WORK ITEM:
What is needed is an exact copy of all the records.

Stored items:
--------------------------------

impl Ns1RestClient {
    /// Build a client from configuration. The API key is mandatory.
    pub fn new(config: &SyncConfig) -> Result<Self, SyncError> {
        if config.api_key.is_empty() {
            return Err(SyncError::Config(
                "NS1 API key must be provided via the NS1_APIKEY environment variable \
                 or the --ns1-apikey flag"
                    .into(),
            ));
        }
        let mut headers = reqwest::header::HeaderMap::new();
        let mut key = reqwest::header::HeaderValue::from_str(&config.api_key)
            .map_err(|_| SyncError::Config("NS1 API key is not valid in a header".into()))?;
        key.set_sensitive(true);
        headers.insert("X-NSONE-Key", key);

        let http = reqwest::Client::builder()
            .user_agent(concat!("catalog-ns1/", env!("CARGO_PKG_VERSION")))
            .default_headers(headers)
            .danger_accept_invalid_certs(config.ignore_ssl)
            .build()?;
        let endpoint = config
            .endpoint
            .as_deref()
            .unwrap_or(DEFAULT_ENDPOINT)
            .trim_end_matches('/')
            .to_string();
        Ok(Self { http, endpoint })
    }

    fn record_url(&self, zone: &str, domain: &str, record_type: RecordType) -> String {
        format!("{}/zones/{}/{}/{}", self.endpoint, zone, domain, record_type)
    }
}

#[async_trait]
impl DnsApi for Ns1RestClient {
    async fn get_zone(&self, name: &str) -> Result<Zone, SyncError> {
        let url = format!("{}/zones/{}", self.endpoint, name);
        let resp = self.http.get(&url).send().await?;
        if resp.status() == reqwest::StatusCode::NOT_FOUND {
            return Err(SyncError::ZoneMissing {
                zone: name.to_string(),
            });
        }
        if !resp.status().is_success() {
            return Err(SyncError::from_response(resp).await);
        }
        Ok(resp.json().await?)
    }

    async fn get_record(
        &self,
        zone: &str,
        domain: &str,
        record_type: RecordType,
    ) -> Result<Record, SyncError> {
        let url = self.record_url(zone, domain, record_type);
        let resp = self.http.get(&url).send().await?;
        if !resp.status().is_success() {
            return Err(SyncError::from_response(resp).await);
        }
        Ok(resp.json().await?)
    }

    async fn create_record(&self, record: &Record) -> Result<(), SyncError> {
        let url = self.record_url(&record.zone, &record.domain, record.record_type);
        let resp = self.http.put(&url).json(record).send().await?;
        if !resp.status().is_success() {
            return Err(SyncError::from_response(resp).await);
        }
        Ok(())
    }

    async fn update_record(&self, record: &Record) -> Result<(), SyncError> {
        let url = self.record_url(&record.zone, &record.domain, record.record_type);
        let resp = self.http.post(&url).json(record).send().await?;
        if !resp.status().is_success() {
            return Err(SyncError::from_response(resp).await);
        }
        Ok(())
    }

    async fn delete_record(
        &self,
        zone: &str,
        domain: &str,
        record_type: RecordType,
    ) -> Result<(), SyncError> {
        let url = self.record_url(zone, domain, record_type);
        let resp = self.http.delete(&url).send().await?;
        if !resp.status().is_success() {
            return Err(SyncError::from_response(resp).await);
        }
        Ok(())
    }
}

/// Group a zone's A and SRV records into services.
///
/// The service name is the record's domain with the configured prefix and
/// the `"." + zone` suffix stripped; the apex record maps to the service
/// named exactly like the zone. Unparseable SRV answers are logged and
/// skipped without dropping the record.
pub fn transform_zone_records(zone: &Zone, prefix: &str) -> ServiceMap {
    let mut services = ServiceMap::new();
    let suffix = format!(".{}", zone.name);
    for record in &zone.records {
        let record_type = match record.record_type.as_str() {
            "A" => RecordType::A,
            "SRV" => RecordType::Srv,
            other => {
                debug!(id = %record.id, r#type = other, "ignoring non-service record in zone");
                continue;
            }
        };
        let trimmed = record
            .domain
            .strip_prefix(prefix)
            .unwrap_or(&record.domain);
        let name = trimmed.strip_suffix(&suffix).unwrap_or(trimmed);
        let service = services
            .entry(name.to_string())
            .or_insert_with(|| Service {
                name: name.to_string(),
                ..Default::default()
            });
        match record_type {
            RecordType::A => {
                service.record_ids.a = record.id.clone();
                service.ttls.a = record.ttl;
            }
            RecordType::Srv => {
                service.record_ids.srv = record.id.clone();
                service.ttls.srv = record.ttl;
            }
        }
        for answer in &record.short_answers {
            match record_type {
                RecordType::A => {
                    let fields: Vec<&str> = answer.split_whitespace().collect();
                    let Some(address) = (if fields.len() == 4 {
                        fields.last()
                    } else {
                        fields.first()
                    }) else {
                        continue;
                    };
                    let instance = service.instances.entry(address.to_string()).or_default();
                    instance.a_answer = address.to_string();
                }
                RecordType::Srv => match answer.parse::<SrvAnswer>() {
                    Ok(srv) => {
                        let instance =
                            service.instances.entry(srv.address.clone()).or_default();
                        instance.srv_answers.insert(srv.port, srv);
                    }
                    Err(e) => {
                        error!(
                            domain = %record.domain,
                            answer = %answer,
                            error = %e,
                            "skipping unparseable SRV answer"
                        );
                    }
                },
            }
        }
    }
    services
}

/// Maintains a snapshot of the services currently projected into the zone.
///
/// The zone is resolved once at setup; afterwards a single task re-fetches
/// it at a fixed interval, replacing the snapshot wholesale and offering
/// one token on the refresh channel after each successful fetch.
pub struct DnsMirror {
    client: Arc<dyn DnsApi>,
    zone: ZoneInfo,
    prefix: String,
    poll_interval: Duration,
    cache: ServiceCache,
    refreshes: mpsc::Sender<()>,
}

--------------------------------

RESPONSE:
impl Ns1RestClient {
    /// Build a client from configuration. The API key is mandatory.
    pub fn new(config: &SyncConfig) -> Result<Self, SyncError> {
        if config.api_key.is_empty() {
            return Err(SyncError::Config(
                "NS1 API key must be provided via the NS1_APIKEY environment variable \
                 or the --ns1-apikey flag"
                    .into(),
            ));
        }
        let mut headers = reqwest::header::HeaderMap::new();
        let mut key = reqwest::header::HeaderValue::from_str(&config.api_key)
            .map_err(|_| SyncError::Config("NS1 API key is not valid in a header".into()))?;
        key.set_sensitive(true);
        headers.insert("X-NSONE-Key", key);

        let http = reqwest::Client::builder()
            .user_agent(concat!("catalog-ns1/", env!("CARGO_PKG_VERSION")))
            .default_headers(headers)
            .danger_accept_invalid_certs(config.ignore_ssl)
            .build()?;
        let endpoint = config
            .endpoint
            .as_deref()
            .unwrap_or(DEFAULT_ENDPOINT)
            .trim_end_matches('/')
            .to_string();
        Ok(Self { http, endpoint })
    }

    fn record_url(&self, zone: &str, domain: &str, record_type: RecordType) -> String {
        format!("{}/zones/{}/{}/{}", self.endpoint, zone, domain, record_type)
    }
}

#[async_trait]
impl DnsApi for Ns1RestClient {
    async fn get_zone(&self, name: &str) -> Result<Zone, SyncError> {
        let url = format!("{}/zones/{}", self.endpoint, name);
        let resp = self.http.get(&url).send().await?;
        if resp.status() == reqwest::StatusCode::NOT_FOUND {
            return Err(SyncError::ZoneMissing {
                zone: name.to_string(),
            });
        }
        if !resp.status().is_success() {
            return Err(SyncError::from_response(resp).await);
        }
        Ok(resp.json().await?)
    }

    async fn get_record(
        &self,
        zone: &str,
        domain: &str,
        record_type: RecordType,
    ) -> Result<Record, SyncError> {
        let url = self.record_url(zone, domain, record_type);
        let resp = self.http.get(&url).send().await?;
        if !resp.status().is_success() {
            return Err(SyncError::from_response(resp).await);
        }
        Ok(resp.json().await?)
    }

    async fn create_record(&self, record: &Record) -> Result<(), SyncError> {
        let url = self.record_url(&record.zone, &record.domain, record.record_type);
        let resp = self.http.put(&url).json(record).send().await?;
        if !resp.status().is_success() {
            return Err(SyncError::from_response(resp).await);
        }
        Ok(())
    }

    async fn update_record(&self, record: &Record) -> Result<(), SyncError> {
        let url = self.record_url(&record.zone, &record.domain, record.record_type);
        let resp = self.http.post(&url).json(record).send().await?;
        if !resp.status().is_success() {
            return Err(SyncError::from_response(resp).await);
        }
        Ok(())
    }

    async fn delete_record(
        &self,
        zone: &str,
        domain: &str,
        record_type: RecordType,
    ) -> Result<(), SyncError> {
        let url = self.record_url(zone, domain, record_type);
        let resp = self.http.delete(&url).send().await?;
        if !resp.status().is_success() {
            return Err(SyncError::from_response(resp).await);
        }
        Ok(())
    }
}

/// Group a zone's A and SRV records into services.
///
/// The service name is the record's domain with the configured prefix and
/// the `"." + zone` suffix stripped; the apex record maps to the service
/// named exactly like the zone. Unparseable SRV answers are logged and
/// skipped without dropping the record.
pub fn transform_zone_records(zone: &Zone, prefix: &str) -> ServiceMap {
    let mut services = ServiceMap::new();
    let suffix = format!(".{}", zone.name);
    for record in &zone.records {
        let record_type = match record.record_type.as_str() {
            "A" => RecordType::A,
            "SRV" => RecordType::Srv,
            other => {
                debug!(id = %record.id, r#type = other, "ignoring non-service record in zone");
                continue;
            }
        };
        let trimmed = record
            .domain
            .strip_prefix(prefix)
            .unwrap_or(&record.domain);
        let name = trimmed.strip_suffix(&suffix).unwrap_or(trimmed);
        let service = services
            .entry(name.to_string())
            .or_insert_with(|| Service {
                name: name.to_string(),
                ..Default::default()
            });
        match record_type {
            RecordType::A => {
                service.record_ids.a = record.id.clone();
                service.ttls.a = record.ttl;
            }
            RecordType::Srv => {
                service.record_ids.srv = record.id.clone();
                service.ttls.srv = record.ttl;
            }
        }
        for answer in &record.short_answers {
            match record_type {
                RecordType::A => {
                    let fields: Vec<&str> = answer.split_whitespace().collect();
                    let Some(address) = (if fields.len() == 4 {
                        fields.last()
                    } else {
                        fields.first()
                    }) else {
                        continue;
                    };
                    let instance = service.instances.entry(address.to_string()).or_default();
                    instance.a_answer = address.to_string();
                }
                RecordType::Srv => match answer.parse::<SrvAnswer>() {
                    Ok(srv) => {
                        let instance =
                            service.instances.entry(srv.address.clone()).or_default();
                        instance.srv_answers.insert(srv.port, srv);
                    }
                    Err(e) => {
                        error!(
                            domain = %record.domain,
                            answer = %answer,
                            error = %e,
                            "skipping unparseable SRV answer"
                        );
                    }
                },
            }
        }
    }
    services
}

/// Maintains a snapshot of the services currently projected into the zone.
///
/// The zone is resolved once at setup; afterwards a single task re-fetches
/// it at a fixed interval, replacing the snapshot wholesale and offering
/// one token on the refresh channel after each successful fetch.
pub struct DnsMirror {
    client: Arc<dyn DnsApi>,
    zone: ZoneInfo,
    prefix: String,
    poll_interval: Duration,
    cache: ServiceCache,
    refreshes: mpsc::Sender<()>,
}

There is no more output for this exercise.